Les auteurs de l’avis posent donc la question sans détour : « Sur quels fondements repose le fait de réduire l’espace d’une personne âgée à celui d’une cellule monacale, de concentrer les personnes âgées entre elles et dans un même lieu ? Les arguments du registre de la rationalité économique, de l’ergonomie et de la sécurité ne prennent-ils pas le pas sur l’importance capitale du respect du souhait de lieu de vie, de l’inclusion des personnes âgées dans le tissu social, dans la diversité des âges et des personnes consubstantielles à la définition d’une société ? »
« Agisme »
Si le maintien à domicile est souvent « difficile, voire impossible », c’est à la fois parce que les aidants « naturels » que sont les proches ne sont pas suffisamment soutenus et que les professions du maintien à domicile ne sont « pas suffisamment valorisées socialement ni convenablement rémunérées ». Dès lors, estime le CCNE, un « choix essentiel peut s’imposer, même s’il risque d’être impopulaire » entre le financement de « prouesses technoscientifiques » et la « garantie d’une égalité d’accès pour tous à la santé, entendue comme état de bien-être physique, mental et social ».
Au-delà de la question des moyens, le comité d’éthique dénonce « l’âgisme » dont fait preuve notre société et appelle à une « prise de conscience » collective sur la façon dont nous traitons et considérons nos aînés. Dans cette perspective, il interroge la société tous azimuts. Selon lui, les médias jouent par exemple sur ce sujet « un rôle de déformation ou de désinformation plus que d’information », en ne faisant pas état de « la réalité des personnes fragiles » mais en survalorisant au contraire le fait « d’être jeune et bien portant ».

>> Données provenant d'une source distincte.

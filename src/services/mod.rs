//! Application services: the calibration engine and the components that
//! keep it fed (request registry, callback listener, expiry sweeper) and
//! observed (event bus).

pub mod calibration_engine;
pub mod callback_listener;
pub mod event_bus;
pub mod registry_sweeper;
pub mod request_registry;

pub use calibration_engine::{BiasCalibrationEngine, CallbackOutcome};
pub use callback_listener::{CallbackListener, ListenerHandle, ListenerStatus};
pub use event_bus::{EventBus, EventBusConfig, EventPayload, ReviewEvent, SequenceNumber};
pub use registry_sweeper::{RegistrySweeper, SweeperConfig, SweeperHandle, SweeperStatus};
pub use request_registry::{RequestRegistry, SweepReport};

Cet « âgisme », véritable « ségrégation » des personnes du fait de leur âge, se traduit aussi lors des prises en charge par les soignants. Il n’est par exemple pas rare qu’une personne âgée, au motif qu’elle met « trop de temps » à se déshabiller en consultation, se trouve « examinée » au travers de ses vêtements. « C’est ainsi que la mauvaise pratique peut conduire à la méconnaissance de signes cliniques qui auraient pu permettre la reconnaissance en temps utile de pathologies majeures », note le CCNE.
« Exclusion sociale »
Autre exemple, la prise en charge dans les services d’urgence, où « les personnels soignants n’ont pas tendance à s’occuper en priorité » de ce type de public, du fait de sa difficulté à exprimer rapidement les symptômes qui ont motivé la venue, ce qui peut in fine causer une aggravation de l’état et « générer encore plus de vulnérabilité ». Pour le CCNE, « cet âgisme est d’autant plus dangereux qu’il est rarement conscient ». Conséquence, selon le comité d’éthique, de l’accumulation de ces petites ou grandes discriminations : « Une exclusion sociale de fait. »

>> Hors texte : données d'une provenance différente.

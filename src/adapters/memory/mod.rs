//! In-memory adapters. Default stores for a single process and for tests.

pub mod bias_model_repository;
pub mod group_statistics;
pub mod review_repository;

pub use bias_model_repository::InMemoryBiasModelRepository;
pub use group_statistics::RunningMeanGroupStatistics;
pub use review_repository::InMemoryReviewRepository;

Préfigurant de futures réflexions sur d’autres aspects du vieillissement, le CCNE s’interroge également sur le « sens » de certaines vies. « Il n’est pas certain que certaines survies ou vies prolongées du fait des nouvelles performances médicales soient des vies “heureuses” », relève-t-il.
S’aventurant sur des terrains plus éloignés de l’éthique, le comité dresse enfin une liste de propositions très concrètes – voire techniques – pour améliorer la situation, comme la création d’un cinquième risque de la Sécurité sociale pour financer la dépendance. Il s’interroge sur la possibilité de penser le développement du concept d’« Ehpad hors de l’Ehpad », en intégrant par exemple un ou deux étages pour ce type d’hébergement dans les immeubles nouvellement construits. Et estime qu’il y aurait lieu, dès l’école, dès l’éducation des enfants, « de penser l’aide aux plus vulnérables comme un devoir démocratique nécessaire ».